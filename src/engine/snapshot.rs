//! Point-in-time document counts.

use clusterwatch_adapters::{AdapterError, ClusterClient};
use clusterwatch_types::{current_timestamp_ms, CollectionKey, MemberSlot, Snapshot, SnapshotBuilder};
use tracing::{debug, trace};

use super::CollectionFilter;
use crate::error::MonitorError;

/// Captures snapshots of every non-internal collection a client can see.
#[derive(Debug, Clone, Default)]
pub struct SnapshotEngine {
    filter: CollectionFilter,
}

impl SnapshotEngine {
    pub fn new(filter: CollectionFilter) -> Self {
        Self { filter }
    }

    pub fn filter(&self) -> &CollectionFilter {
        &self.filter
    }

    /// Count every user collection in every database.
    ///
    /// Collections with zero documents are recorded. The first adapter error
    /// aborts the whole capture; a partial snapshot is never returned.
    pub async fn capture(
        &self,
        client: &dyn ClusterClient,
        slot: MemberSlot,
    ) -> Result<Snapshot, MonitorError> {
        self.capture_counts(client)
            .await
            .map_err(|cause| MonitorError::SnapshotFailed { slot, cause })
            .inspect(|snapshot| {
                debug!(
                    slot = %slot,
                    collections = snapshot.len(),
                    documents = snapshot.total_documents(),
                    "Captured snapshot"
                )
            })
    }

    /// Count the user collections of a single database, in name order.
    pub async fn browse(
        &self,
        client: &dyn ClusterClient,
        database: &str,
    ) -> Result<Vec<(String, u64)>, AdapterError> {
        let mut counts = Vec::new();
        for collection in self.user_collections(client, database).await? {
            let count = client.count_documents(database, &collection).await?;
            counts.push((collection, count));
        }
        counts.sort();
        Ok(counts)
    }

    async fn capture_counts(&self, client: &dyn ClusterClient) -> Result<Snapshot, AdapterError> {
        let mut builder = SnapshotBuilder::new().timestamp_ms(current_timestamp_ms());

        for database in client.list_database_names().await? {
            for collection in self.user_collections(client, &database).await? {
                let count = client.count_documents(&database, &collection).await?;
                trace!(database = %database, collection = %collection, count, "Counted");
                builder.insert(CollectionKey::new(database.as_str(), collection), count);
            }
        }

        Ok(builder.build())
    }

    async fn user_collections(
        &self,
        client: &dyn ClusterClient,
        database: &str,
    ) -> Result<Vec<String>, AdapterError> {
        let names = client.list_collection_names(database).await?;
        Ok(self.filter.user_collections(names))
    }
}

#[cfg(test)]
mod tests {
    use super::*;
    use clusterwatch_adapters::memory::InMemoryCluster;

    fn cluster() -> InMemoryCluster {
        let cluster = InMemoryCluster::replica_set(&["a:27017"]);
        cluster.set_count("shop", "orders", 10);
        cluster.set_count("shop", "users", 0);
        cluster.set_count("shop", "system.views", 3);
        cluster.set_count("local", "oplog.rs", 900);
        cluster.set_count("local", "startup_log", 1);
        cluster
    }

    #[tokio::test]
    async fn test_capture_skips_internal_collections() {
        let engine = SnapshotEngine::default();
        let snapshot = engine.capture(&cluster(), MemberSlot(0)).await.unwrap();

        assert_eq!(snapshot.len(), 3);
        assert_eq!(snapshot.count(&CollectionKey::new("shop", "orders")), Some(10));
        assert_eq!(snapshot.count(&CollectionKey::new("shop", "users")), Some(0));
        assert_eq!(snapshot.count(&CollectionKey::new("local", "startup_log")), Some(1));
        assert!(!snapshot.contains(&CollectionKey::new("shop", "system.views")));
        assert!(!snapshot.contains(&CollectionKey::new("local", "oplog.rs")));
    }

    #[tokio::test]
    async fn test_capture_of_empty_cluster_is_empty() {
        let engine = SnapshotEngine::default();
        let snapshot = engine
            .capture(&InMemoryCluster::new(), MemberSlot(0))
            .await
            .unwrap();
        assert!(snapshot.is_empty());
    }

    #[tokio::test]
    async fn test_capture_failure_names_the_slot() {
        let cluster = cluster();
        cluster.set_unavailable(true);

        let err = SnapshotEngine::default()
            .capture(&cluster, MemberSlot(2))
            .await
            .unwrap_err();

        match err {
            MonitorError::SnapshotFailed { slot, cause } => {
                assert_eq!(slot, MemberSlot(2));
                assert!(matches!(cause, AdapterError::Connection(_)));
            }
            other => panic!("unexpected error: {other:?}"),
        }
    }

    #[tokio::test]
    async fn test_browse_lists_one_database() {
        let counts = SnapshotEngine::default()
            .browse(&cluster(), "shop")
            .await
            .unwrap();
        assert_eq!(
            counts,
            vec![("orders".to_string(), 10), ("users".to_string(), 0)]
        );
    }
}
//! # clusterwatch-adapters
//!
//! Cluster client adapters for clusterwatch.
//!
//! The monitor only needs a small, read-only capability surface from a
//! database driver: list databases, list collections, count documents, and
//! run the replication-status and storage-statistics commands. That surface
//! is the [`ClusterClient`] trait; this crate provides implementations.
//!
//! ## Supported Backends
//!
//! - **MongoDB** (`mongodb` feature) - Uses the official async driver against a
//!   replica set (or a single member with a direct connection)
//! - **In-memory** ([`memory::InMemoryCluster`]) - Scriptable cluster for tests
//!
//! ## Quick Start (MongoDB)
//!
//! ```rust,no_run
//! use clusterwatch_adapters::mongo::MongoAdapter;
//! use clusterwatch_adapters::ClusterClient;
//!
//! #[tokio::main]
//! async fn main() -> Result<(), Box<dyn std::error::Error>> {
//!     let adapter = MongoAdapter::builder()
//!         .endpoint("mongodb://127.0.0.1:27017/?replicaSet=rs0")
//!         .connect()
//!         .await?;
//!
//!     let databases = adapter.list_database_names().await?;
//!     println!("Found {} databases", databases.len());
//!     Ok(())
//! }
//! ```

mod client;
pub mod error;
pub mod memory;

#[cfg(feature = "mongodb")]
pub mod mongo;

pub use client::ClusterClient;
pub use error::AdapterError;

// Re-export types for convenience
pub use clusterwatch_types::ReplicaMember;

---

TASK INSTRUCTIONS: Scan the data above and copy every line with "users" in it.

SOLUTION:
        cluster.set_count("shop", "users", 0);
        assert_eq!(snapshot.count(&CollectionKey::new("shop", "users")), Some(0));
            vec![("orders".to_string(), 10), ("users".to_string(), 0)]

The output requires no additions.